Prepared byIncredible
AI & Systems Discovery · Reporting & Monitoring

Know the storm before you walk in

Every morning, Red Stag's reporting server fires around 26 reports off the back of overnight SQL jobs - and right now someone checks, by hand, that they all ran. This is what we heard across three scoping calls, what the first week of live test data already shows, and where we would take it. A working document, ranked together - nothing locked.

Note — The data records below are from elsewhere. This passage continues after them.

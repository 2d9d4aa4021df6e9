use thiserror::Error;

use crate::error::{FetchError, MutationError};

#[derive(Error, Debug)]
pub enum ApiError {
    #[error("Access denied: {0}")]
    AccessDenied(String),

    #[error("Unauthorized - session token may be expired")]
    Unauthorized,

    #[error("Resource not found: {0}")]
    NotFound(String),

    #[error("Conflict: {0}")]
    Conflict(String),

    #[error("Rate limited - please wait before retrying")]
    RateLimited,

    #[error("Server error: {0}")]
    ServerError(String),

    #[error("Network error: {0}")]
    NetworkError(#[from] reqwest::Error),

    #[error("Invalid response: {0}")]
    InvalidResponse(String),
}

/// Maximum length for error response bodies in error messages
const MAX_ERROR_BODY_LENGTH: usize = 500;

impl ApiError {
    /// Truncate a response body to avoid logging excessive data
    fn truncate_body(body: &str) -> String {
        if body.len() <= MAX_ERROR_BODY_LENGTH {
            body.to_string()
        } else {
            format!(
                "{}... (truncated, {} total bytes)",
                &body[..MAX_ERROR_BODY_LENGTH],
                body.len()
            )
        }
    }

    pub fn from_status(status: reqwest::StatusCode, body: &str) -> Self {
        let truncated = Self::truncate_body(body);
        match status.as_u16() {
            401 => ApiError::Unauthorized,
            403 => ApiError::AccessDenied(truncated),
            404 => ApiError::NotFound(truncated),
            // RSVP capacity and duplicate-ticket races surface as 409.
            409 => ApiError::Conflict(truncated),
            429 => ApiError::RateLimited,
            500..=599 => ApiError::ServerError(truncated),
            _ => ApiError::InvalidResponse(format!("Status {}: {}", status, truncated)),
        }
    }
}

impl From<ApiError> for FetchError {
    fn from(err: ApiError) -> Self {
        FetchError::Remote(err.to_string())
    }
}

impl From<ApiError> for MutationError {
    fn from(err: ApiError) -> Self {
        match err {
            ApiError::NetworkError(_) | ApiError::ServerError(_) | ApiError::RateLimited => {
                MutationError::Network(err.to_string())
            }
            other => MutationError::Rejected(other.to_string()),
        }
    }
}

// ============================================================================
// Tests
// ============================================================================
//! realmsync-core - client-side data synchronization for the realmsync
//! platform.
//!
//! This crate is the data layer a realmsync client runs on: a keyed cache
//! of asynchronous query results, a request batcher that coalesces per-ID
//! lookups into few round trips, and an optimistic-mutation protocol that
//! speculatively updates the cache and rolls back precisely on failure.
//! Profiles, events, communities, feed posts, polls and tickets all read
//! and write through it.
//!
//! The moving parts, leaf-first:
//!
//! - [`cache::QueryCache`] - entries, subscriptions, invalidation,
//!   dehydrate/hydrate
//! - [`executor::QueryExecutor`] - staleness, single-flight dedup,
//!   sequence-gated results
//! - [`batch::Batcher`] - debounce-window request coalescing
//! - [`mutation::MutationCoordinator`] - snapshot, optimistic write,
//!   invalidate-or-rollback
//! - [`paginate::PagePaginator`] - cursor pages cached per page key
//!
//! [`client::SyncClient`] ties one cache and executor together with the
//! RPC adapter in [`api`]; UI hooks are thin adapters over that handle.

pub mod api;
pub mod auth;
pub mod batch;
pub mod cache;
pub mod client;
pub mod config;
pub mod error;
pub mod executor;
pub mod key;
pub mod models;
pub mod mutation;
pub mod paginate;

pub use api::{ApiError, RpcClient};
pub use auth::AuthSession;
pub use batch::Batcher;
pub use cache::{
    CacheSnapshot, MutationSnapshot, QueryCache, QueryEntry, QueryStatus, SubscriptionGuard,
};
pub use client::SyncClient;
pub use config::SyncConfig;
pub use error::{FetchError, MutationError};
pub use executor::{QueryExecutor, QueryOptions};
pub use key::{PageParam, QueryKey, ResourceKind};
pub use mutation::{MutationCoordinator, MutationOptions, MutationStatus};
pub use paginate::{Page, PagePaginator};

Did the reports send Did the jobs run One morning all-clear

Three checks, one morning answer

Rodney framed the problem as three layers that have to hold for a report to be trustworthy. Today each is checked manually, after the fact. The goal is a single proactive status - "all groovy" or "look at this" - on Trevor's phone before he opens the door. We would build from the bottom of the stack outwards, starting where the data is already flowing.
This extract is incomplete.